Três impostores diferentes reclamavam ser o “tsarevitch” Dmitri Ivanovitch após a morte de Ivan, o Terrível, mas só um conseguiu ser verdadeiramente o falso Dmitri e reinar até ser assassinado – tornando-se tão morto quanto o filho já morto de Ivan que afirmava ser. Após a execução da família imperial russa em Ekaterinburg em 1917, foi comunicada apenas a morte de Nicolau II e não da restante família, o que deu azo ao aparecimento de vários supostos herdeiros da casa imperial. Nessa mesma Ekaterinburg, cidade na fronteira com os Urais e baptizada em honra à imperatriz russa, onde a família imperial enfrentou a morte, há um cemitério famoso que alberga condóminos menos ilustres que os malogrados Romanov, hoje canonizados pela Igreja Ortodoxa.
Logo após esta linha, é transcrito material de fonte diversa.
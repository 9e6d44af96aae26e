//! # Location Repository
//!
//! This module contains the repository implementation for Location entities.
//! Locations are always scoped to an organisation; listing can additionally be
//! narrowed by a [`BoundingBox`].

use crate::bounding_box::BoundingBox;
use crate::error::RepositoryError;
use crate::models::location::{
    ActiveModel as LocationActiveModel, Column, Entity as Location, Model as LocationModel,
};
use crate::repositories::OrganisationRepository;
use sea_orm::{
    ActiveModelTrait, ColumnTrait, Condition, DatabaseConnection, EntityTrait, QueryFilter,
    QueryOrder, Set, TransactionTrait,
};

/// Request data for creating a new location
#[derive(Debug, Clone)]
pub struct CreateLocationRequest {
    /// Organisation that owns the location
    pub organisation_id: i32,
    pub location_name: String,
    pub latitude: f64,
    pub longitude: f64,
}

/// Repository for Location database operations
pub struct LocationRepository<'a> {
    db: &'a DatabaseConnection,
}

impl<'a> LocationRepository<'a> {
    /// Create a new LocationRepository with the given database connection
    pub fn new(db: &'a DatabaseConnection) -> Self {
        Self { db }
    }

    /// Create a location for an existing organisation.
    ///
    /// The organisation lookup and the insert share one transaction, so a
    /// missing parent is always reported as `NotFound("organisation")` and
    /// never as a constraint violation. Coordinates are stored unchecked.
    pub async fn create_location(
        &self,
        request: CreateLocationRequest,
    ) -> Result<LocationModel, RepositoryError> {
        let txn = self
            .db
            .begin()
            .await
            .map_err(RepositoryError::database_error)?;

        // Dropping `txn` on the error path rolls it back
        OrganisationRepository::new(&txn)
            .get_organisation(request.organisation_id)
            .await?;

        let location = LocationActiveModel {
            organisation_id: Set(request.organisation_id),
            location_name: Set(request.location_name),
            latitude: Set(request.latitude),
            longitude: Set(request.longitude),
            ..Default::default()
        };

        let result = location
            .insert(&txn)
            .await
            .map_err(RepositoryError::database_error)?;

        txn.commit()
            .await
            .map_err(RepositoryError::database_error)?;

        tracing::info!(
            location_id = result.id,
            organisation_id = result.organisation_id,
            "Location created"
        );
        Ok(result)
    }

    /// List the locations of an organisation, optionally inside a bounding box.
    ///
    /// The bounding box is applied in addition to the organisation filter,
    /// never instead of it. Bounds are inclusive on both axes.
    pub async fn list_locations(
        &self,
        organisation_id: i32,
        bounding_box: Option<BoundingBox>,
    ) -> Result<Vec<LocationModel>, RepositoryError> {
        let mut condition = Condition::all().add(Column::OrganisationId.eq(organisation_id));

        if let Some(bbox) = bounding_box {
            condition = condition
                .add(Column::Latitude.between(bbox.min_lat, bbox.max_lat))
                .add(Column::Longitude.between(bbox.min_lon, bbox.max_lon));
        }

        let locations = Location::find()
            .filter(condition)
            .order_by_asc(Column::Id)
            .all(self.db)
            .await
            .map_err(RepositoryError::database_error)?;

        tracing::debug!(
            organisation_id,
            filtered = bounding_box.is_some(),
            count = locations.len(),
            "Listed locations"
        );
        Ok(locations)
    }
}

#[cfg(test)]
mod tests {
    use super::*;
    use crate::repositories::CreateOrganisationRequest;
    use migration::{Migrator, MigratorTrait};
    use sea_orm::Database;

    async fn setup_test_db() -> DatabaseConnection {
        let db = Database::connect("sqlite::memory:").await.unwrap();
        Migrator::up(&db, None).await.unwrap();
        db
    }

    async fn create_organisation(db: &DatabaseConnection, name: &str) -> i32 {
        OrganisationRepository::new(db)
            .create_organisation(CreateOrganisationRequest {
                name: name.to_string(),
            })
            .await
            .unwrap()
            .id
    }

    fn location(organisation_id: i32, name: &str, latitude: f64, longitude: f64) -> CreateLocationRequest {
        CreateLocationRequest {
            organisation_id,
            location_name: name.to_string(),
            latitude,
            longitude,
        }
    }

    #[tokio::test]
    async fn test_create_location_success() {
        let db = setup_test_db().await;
        let organisation_id = create_organisation(&db, "Acme").await;
        let repo = LocationRepository::new(&db);

        let created = repo
            .create_location(location(organisation_id, "Vienna", 40.5, -13.5))
            .await
            .unwrap();

        assert_eq!(created.id, 1);
        assert_eq!(created.organisation_id, organisation_id);
        assert_eq!(created.location_name, "Vienna");
        assert_eq!(created.latitude, 40.5);
        assert_eq!(created.longitude, -13.5);
    }

    #[tokio::test]
    async fn test_create_location_for_missing_organisation() {
        let db = setup_test_db().await;
        let repo = LocationRepository::new(&db);

        let result = repo
            .create_location(location(42, "Nowhere", 0.0, 0.0))
            .await;

        assert!(matches!(result, Err(RepositoryError::NotFound(entity)) if entity == "organisation"));
        assert!(Location::find().all(&db).await.unwrap().is_empty());
    }

    #[tokio::test]
    async fn test_coordinates_are_not_range_checked_on_create() {
        let db = setup_test_db().await;
        let organisation_id = create_organisation(&db, "Acme").await;
        let repo = LocationRepository::new(&db);

        let created = repo
            .create_location(location(organisation_id, "Off the map", 123.0, 270.0))
            .await
            .unwrap();

        assert_eq!(created.latitude, 123.0);
        assert_eq!(created.longitude, 270.0);
    }

    #[tokio::test]
    async fn test_list_locations_without_bounding_box() {
        let db = setup_test_db().await;
        let organisation_id = create_organisation(&db, "Acme").await;
        let repo = LocationRepository::new(&db);

        let created = repo
            .create_location(location(organisation_id, "Vienna", 40.5, -13.5))
            .await
            .unwrap();

        let locations = repo.list_locations(organisation_id, None).await.unwrap();
        assert_eq!(locations, vec![created]);
    }

    #[tokio::test]
    async fn test_list_locations_with_bounding_box() {
        let db = setup_test_db().await;
        let organisation_id = create_organisation(&db, "Acme").await;
        let repo = LocationRepository::new(&db);

        repo.create_location(location(organisation_id, "Vienna", 40.5, -13.5))
            .await
            .unwrap();

        let inside = BoundingBox::new(-14.0, -20.0, 50.0, 41.0).unwrap();
        let locations = repo
            .list_locations(organisation_id, Some(inside))
            .await
            .unwrap();
        assert_eq!(locations.len(), 1);
        assert!(inside.contains(locations[0].latitude, locations[0].longitude));

        let disjoint = BoundingBox::new(0.0, 0.0, 1.0, 1.0).unwrap();
        let locations = repo
            .list_locations(organisation_id, Some(disjoint))
            .await
            .unwrap();
        assert!(locations.is_empty());
    }

    #[tokio::test]
    async fn test_bounding_box_edges_are_inclusive() {
        let db = setup_test_db().await;
        let organisation_id = create_organisation(&db, "Acme").await;
        let repo = LocationRepository::new(&db);

        for (name, lat, lon) in [
            ("south-west", 10.0, 20.0),
            ("north-east", 11.0, 21.0),
            ("outside", 11.5, 20.5),
        ] {
            repo.create_location(location(organisation_id, name, lat, lon))
                .await
                .unwrap();
        }

        let bbox = BoundingBox::new(10.0, 20.0, 11.0, 21.0).unwrap();
        let names: Vec<String> = repo
            .list_locations(organisation_id, Some(bbox))
            .await
            .unwrap()
            .into_iter()
            .map(|location| location.location_name)
            .collect();

        assert_eq!(names, vec!["south-west", "north-east"]);
    }

    #[tokio::test]
    async fn test_bounding_box_keeps_organisation_filter() {
        let db = setup_test_db().await;
        let first = create_organisation(&db, "First").await;
        let second = create_organisation(&db, "Second").await;
        let repo = LocationRepository::new(&db);

        repo.create_location(location(first, "Ours", 40.5, -13.5))
            .await
            .unwrap();
        repo.create_location(location(second, "Theirs", 40.6, -13.4))
            .await
            .unwrap();

        let bbox = BoundingBox::new(-14.0, -20.0, 50.0, 41.0).unwrap();
        let locations = repo.list_locations(first, Some(bbox)).await.unwrap();

        assert_eq!(locations.len(), 1);
        assert_eq!(locations[0].location_name, "Ours");
        assert_eq!(repo.list_locations(second, None).await.unwrap().len(), 1);
    }

    #[tokio::test]
    async fn test_list_locations_for_unknown_organisation_is_empty() {
        let db = setup_test_db().await;
        let repo = LocationRepository::new(&db);

        assert!(repo.list_locations(7, None).await.unwrap().is_empty());
    }
}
Trata-se do cemitério dos gangsters, conhecido por ser o lugar de descanso final de membros de dois gangs notórios que se digladiaram nos loucos anos ’90 nessa cidade.
Das várias peças de estatuária fúnebre que brotam desse chão sagrado, destaco uma que me foi referida por um diplomata acreditado em São Petersburgo, provavelmente ainda incrédulo daquilo que viu. Trata-se de uma estátua do meliante, em tamanho real, falando ao telemóvel, enquanto se apoia no capot de um Mercedes. Como as vítimas do Vesúvio, carbonizadas na posição em que se encontravam, assim quiseram que este indivíduo fosse eternizado, a meio de uma conversa que jamais terminará.
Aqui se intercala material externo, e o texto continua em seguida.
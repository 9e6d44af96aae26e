//! Migration to create the locations table.
//!
//! Every location belongs to exactly one organisation; the foreign key backs the
//! existence check performed by the repository before insert.

use sea_orm_migration::prelude::*;

#[derive(DeriveMigrationName)]
pub struct Migration;

#[async_trait::async_trait]
impl MigrationTrait for Migration {
    async fn up(&self, manager: &SchemaManager) -> Result<(), DbErr> {
        manager
            .create_table(
                Table::create()
                    .table(Locations::Table)
                    .if_not_exists()
                    .col(
                        ColumnDef::new(Locations::Id)
                            .integer()
                            .not_null()
                            .auto_increment()
                            .primary_key(),
                    )
                    .col(
                        ColumnDef::new(Locations::OrganisationId)
                            .integer()
                            .not_null(),
                    )
                    .col(ColumnDef::new(Locations::LocationName).string().not_null())
                    .col(ColumnDef::new(Locations::Latitude).double().not_null())
                    .col(ColumnDef::new(Locations::Longitude).double().not_null())
                    .foreign_key(
                        ForeignKey::create()
                            .name("fk_locations_organisation_id")
                            .from(Locations::Table, Locations::OrganisationId)
                            .to(Organisations::Table, Organisations::Id)
                            .on_delete(ForeignKeyAction::Cascade),
                    )
                    .to_owned(),
            )
            .await?;

        // Locations are always listed per organisation
        manager
            .create_index(
                Index::create()
                    .name("idx_locations_organisation_id")
                    .table(Locations::Table)
                    .col(Locations::OrganisationId)
                    .to_owned(),
            )
            .await?;

        Ok(())
    }

    async fn down(&self, manager: &SchemaManager) -> Result<(), DbErr> {
        // Dropping the table drops idx_locations_organisation_id with it
        manager
            .drop_table(Table::drop().table(Locations::Table).to_owned())
            .await
    }
}

#[derive(DeriveIden)]
enum Locations {
    Table,
    Id,
    OrganisationId,
    LocationName,
    Latitude,
    Longitude,
}

#[derive(DeriveIden)]
enum Organisations {
    Table,
    Id,
}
E assim o imenso chão russo alberga com igual bonomia os restos daqueles que detiveram por instantes as rédeas do poder na mão; tanto o Romanov, herdeiro de uma tradição secular, como o bandido, que rapidamente explorou (não durante muito tempo, pelos vistos) o vazio de poder que a queda do comunismo arrastou consigo.
Com maior ou menos legitimidade, o poder na Rússia nunca se esconde; a longa memória russa, tal como o seu solo, tem espaço para todos.
VISTO DE FORA
Dias sem ir a Portugal: 105
Nas notícias por aqui: Membros da Parlamento Europeu no quadro da Comissão de Negócios Estrangeiros votou uma resolução que declara que certos meios de comunicação russos e do ISIS procuram destabilizar a Europa através de propaganda, bem como levar os cidadãos europeus a pôr em causa a aliança europeia com os Estados Unidos da América.
Números impressionantes: uma brigada de cerca de 70 gatos reside permanentemente no Hermitage (já desde o tempo de Catarina, a Grande, para eliminar os roedores que poderiam destruir algumas das peças em exposição.